In Germany and throughout Europe, a Church sought to rebuild itself after the Great War in ecumenism and openness. The young theologian Dietrich Bonhoeffer was part of this Church, was part of this Europe. He did his best. He was killed. There were other martyrs, yes. Countless others. Sophie Scholl. Simone Weil (let’s just add The Red Virgin, today. I don’t think she’d mind). But there were others who lived. Countless others. Martin Niemöller. Karl Barth. I wish I knew the names of women who were there, who fought, who resisted.
They worked hard to fight fascism and oppression and fear. They were and are the Church. They fought an institutional Christendom, both officially Nazi and fascist and implicitly imperial. They proclaimed the Gospel and they worked to hide and save the outsiders, the Jews, the Roma, the oppressed. The United States is not at that point, yet, and I would like to think that we won’t. But anti-semitism is real and Islamophobia is real and xenophobia and racism and sexism and anti-intellectualism are real. And it is not going away. And we must fight it. We must resist.
And it must be fought with love and mercy and grace and forgiveness and justice and resolve. But what I take from Weimar culture, from Max Beckmann and Otto Dix, from Fritz Lang and the Bauhaus, German Expressionism, and Dada, what I take from them is that our resistance must be subversive and creative. Love and mercy must be subversive. We must care for the stranger in “disordered” ways. There must be a queering of our care. Christendom’s Order, Trumpist “Law and Order” is narrow and exacting and demanding. It is unjust. It is neither grace, nor gracious. But our love and action must be “degenerate” to borrow an epithet from the Nazi authorities of official culture. Love trumps hate. Let us love one another.
We must not be nihilistic about things. But we can be bleak and we can be sober. We can be bleak in our theology because we can and must include lamentation. We have lost much, we are losing and will lose much. But our bleakness is eschatological, seeking to act toward a rupture of the present. Words and acts of prayer are a salve. Lamentation eases our pain of loss past and present. It girds us against the loss of the future. The German Expressionists employed religion in their art to convey the greater suffering. We have much work to do. But we must work to prevail. We will not forget or allow ourselves or others to ignore the suffering of those who came before us and the suffering that they endure now. We will not allow our nation to go back to the 1950s, to the time of Jim Crow and closets and xenophobia.

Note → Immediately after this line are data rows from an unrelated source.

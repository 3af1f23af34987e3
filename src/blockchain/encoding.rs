use serde::de::DeserializeOwned;
use serde::Serialize;
use sha2::{Digest, Sha256};

/// Encodes a value into the binary record format used for persisted data
pub fn encode<T: Serialize>(value: &T) -> Result<Vec<u8>, bincode::Error> {
    bincode::serialize(value)
}

/// Decodes a value previously written with [`encode`]
pub fn decode<T: DeserializeOwned>(bytes: &[u8]) -> Result<T, bincode::Error> {
    bincode::deserialize(bytes)
}

/// SHA-256 digest of `data`
pub fn sha256(data: &[u8]) -> Vec<u8> {
    Sha256::digest(data).to_vec()
}

/// Feeds a variable-length field into a digest.
///
/// The field is prefixed with its length as a big-endian `u64` so that two
/// different field splits can never produce the same digest input.
pub fn put_field(hasher: &mut Sha256, bytes: &[u8]) {
    hasher.update((bytes.len() as u64).to_be_bytes());
    hasher.update(bytes);
}

#[cfg(test)]
mod tests {
    use super::*;

    #[test]
    fn test_encode_decode() {
        let value = (42u64, vec![1u8, 2, 3], -1i64);
        let bytes = encode(&value).unwrap();
        let decoded: (u64, Vec<u8>, i64) = decode(&bytes).unwrap();
        assert_eq!(decoded, value);
    }

    #[test]
    fn test_decode_garbage() {
        let result: Result<(u64, Vec<u8>), _> = decode(&[0xff]);
        assert!(result.is_err());
    }

    #[test]
    fn test_put_field_is_length_framed() {
        let mut left = Sha256::new();
        put_field(&mut left, b"ab");
        put_field(&mut left, b"c");

        let mut right = Sha256::new();
        put_field(&mut right, b"a");
        put_field(&mut right, b"bc");

        assert_ne!(left.finalize(), right.finalize());
    }

    #[test]
    fn test_sha256_length() {
        assert_eq!(sha256(b"ledger").len(), 32);
    }
}
// Validation errors

use serde::Serialize;
use std::fmt;
use std::ops::Index;

/// A single failed check: the name it was reported under and a readable message.
#[derive(Debug, Clone, PartialEq, Eq, Serialize)]
pub struct ValidationError {
    name: String,
    message: String,
}

impl ValidationError {
    pub(crate) fn new(name: impl Into<String>, message: impl Into<String>) -> Self {
        Self {
            name: name.into(),
            message: message.into(),
        }
    }

    /// Field or rule name the error was recorded under. May be empty.
    pub fn name(&self) -> &str {
        &self.name
    }

    pub fn message(&self) -> &str {
        &self.message
    }

    pub(crate) fn set_message(&mut self, message: String) {
        self.message = message;
    }
}

impl fmt::Display for ValidationError {
    fn fmt(&self, f: &mut fmt::Formatter<'_>) -> fmt::Result {
        if self.name.is_empty() {
            f.write_str(&self.message)
        } else {
            write!(f, "{}: {}", self.name, self.message)
        }
    }
}

impl std::error::Error for ValidationError {}

/// Ordered collection of validation errors.
///
/// Insertion order is preserved and meaningful; nothing is ever removed.
#[derive(Debug, Clone, PartialEq, Eq, Serialize)]
pub struct ValidationErrors {
    errors: Vec<ValidationError>,
}

impl Default for ValidationErrors {
    fn default() -> Self {
        Self::new()
    }
}

impl ValidationErrors {
    pub const fn new() -> Self {
        Self { errors: Vec::new() }
    }

    pub fn is_empty(&self) -> bool {
        self.errors.is_empty()
    }

    pub fn len(&self) -> usize {
        self.errors.len()
    }

    pub(crate) fn push(&mut self, error: ValidationError) {
        self.errors.push(error);
    }

    pub(crate) fn last_mut(&mut self) -> Option<&mut ValidationError> {
        self.errors.last_mut()
    }

    pub fn get(&self, index: usize) -> Option<&ValidationError> {
        self.errors.get(index)
    }

    pub fn last(&self) -> Option<&ValidationError> {
        self.errors.last()
    }

    pub fn iter(&self) -> std::slice::Iter<'_, ValidationError> {
        self.errors.iter()
    }

    pub fn as_slice(&self) -> &[ValidationError] {
        &self.errors
    }

    /// Errors recorded under exactly `name`, in insertion order.
    pub fn by_name(&self, name: &str) -> Vec<&ValidationError> {
        self.errors.iter().filter(|e| e.name == name).collect()
    }

    /// The first error recorded for each distinct name, in first-seen order.
    pub fn unique(&self) -> Vec<&ValidationError> {
        let mut seen = std::collections::HashSet::new();
        self.errors
            .iter()
            .filter(|e| seen.insert(e.name.as_str()))
            .collect()
    }

    /// Messages in insertion order.
    pub fn messages(&self) -> Vec<&str> {
        self.errors.iter().map(|e| e.message.as_str()).collect()
    }

    /// JSON body suitable for an error response.
    pub fn to_json(&self) -> serde_json::Value {
        serde_json::json!({
            "errors": self.errors.iter().map(|e| {
                serde_json::json!({
                    "name": e.name,
                    "message": e.message,
                })
            }).collect::<Vec<_>>()
        })
    }
}

impl Index<usize> for ValidationErrors {
    type Output = ValidationError;

    fn index(&self, index: usize) -> &Self::Output {
        &self.errors[index]
    }
}

impl<'a> IntoIterator for &'a ValidationErrors {
    type Item = &'a ValidationError;
    type IntoIter = std::slice::Iter<'a, ValidationError>;

    fn into_iter(self) -> Self::IntoIter {
        self.errors.iter()
    }
}

impl IntoIterator for ValidationErrors {
    type Item = ValidationError;
    type IntoIter = std::vec::IntoIter<ValidationError>;

    fn into_iter(self) -> Self::IntoIter {
        self.errors.into_iter()
    }
}

impl fmt::Display for ValidationErrors {
    fn fmt(&self, f: &mut fmt::Formatter<'_>) -> fmt::Result {
        for error in &self.errors {
            writeln!(f, "{}", error)?;
        }
        Ok(())
    }
}

impl std::error::Error for ValidationErrors {}

impl From<Vec<ValidationError>> for ValidationErrors {
    fn from(errors: Vec<ValidationError>) -> Self {
        Self { errors }
    }
}

#[cfg(test)]
mod tests {
    use super::*;

    fn sample() -> ValidationErrors {
        ValidationErrors::from(vec![
            ValidationError::new("email", "first email"),
            ValidationError::new("name", "first name"),
            ValidationError::new("email", "second email"),
            ValidationError::new("", "anonymous"),
            ValidationError::new("name", "second name"),
        ])
    }

    #[test]
    fn test_new_error_accepts_empty_strings() {
        let error = ValidationError::new("", "");
        assert_eq!(error.name(), "");
        assert_eq!(error.message(), "");
    }

    #[test]
    fn test_new_is_const_and_matches_default() {
        static NONE: ValidationErrors = ValidationErrors::new();
        assert!(NONE.is_empty());
        assert_eq!(ValidationErrors::default(), NONE);
    }

    #[test]
    fn test_by_name_preserves_order() {
        let errors = sample();
        let emails = errors.by_name("email");
        assert_eq!(emails.len(), 2);
        assert_eq!(emails[0].message(), "first email");
        assert_eq!(emails[1].message(), "second email");
        assert!(errors.by_name("missing").is_empty());
        assert!(errors.by_name("Email").is_empty());
    }

    #[test]
    fn test_unique_keeps_first_occurrence() {
        let errors = sample();
        let unique = errors.unique();
        let messages: Vec<_> = unique.iter().map(|e| e.message()).collect();
        assert_eq!(messages, vec!["first email", "first name", "anonymous"]);
        assert_eq!(errors.len(), 5);
    }

    #[test]
    fn test_display() {
        assert_eq!(
            ValidationError::new("email", "is invalid").to_string(),
            "email: is invalid"
        );
        assert_eq!(ValidationError::new("", "is invalid").to_string(), "is invalid");

        let errors = ValidationErrors::from(vec![
            ValidationError::new("a", "one"),
            ValidationError::new("b", "two"),
        ]);
        assert_eq!(errors.to_string(), "a: one\nb: two\n");
    }

    #[test]
    fn test_to_json() {
        let json = sample().to_json();
        let list = json["errors"].as_array().unwrap();
        assert_eq!(list.len(), 5);
        assert_eq!(list[0]["name"], "email");
        assert_eq!(list[3]["message"], "anonymous");
    }

    #[test]
    fn test_index_and_last() {
        let errors = sample();
        assert_eq!(errors[1].name(), "name");
        assert_eq!(errors.last().map(|e| e.message()), Some("second name"));
        assert!(errors.get(5).is_none());
    }
}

But I cannot resist understanding this election day as our Weimar Moment, when an Angel of Darkness passes over us and we feel the chill of the future. Our Weimar Moment can be our strength. We shall not deceive ourselves as we have seem to have done. I certainly did not expect this – not on this grand scale. But I will not go quietly. I will not forget the Weimar and I will not forget the America I believe in. I will say goodbye to the past I thought I knew and understood and look toward the near future and the eschatological horizon where the sun is setting beneath the earth’s line. I say this theologically, because the season of Advent is coming. Let us love one another. Truly. With sustaining acts of real kindness. And too all other things, we must say farewell.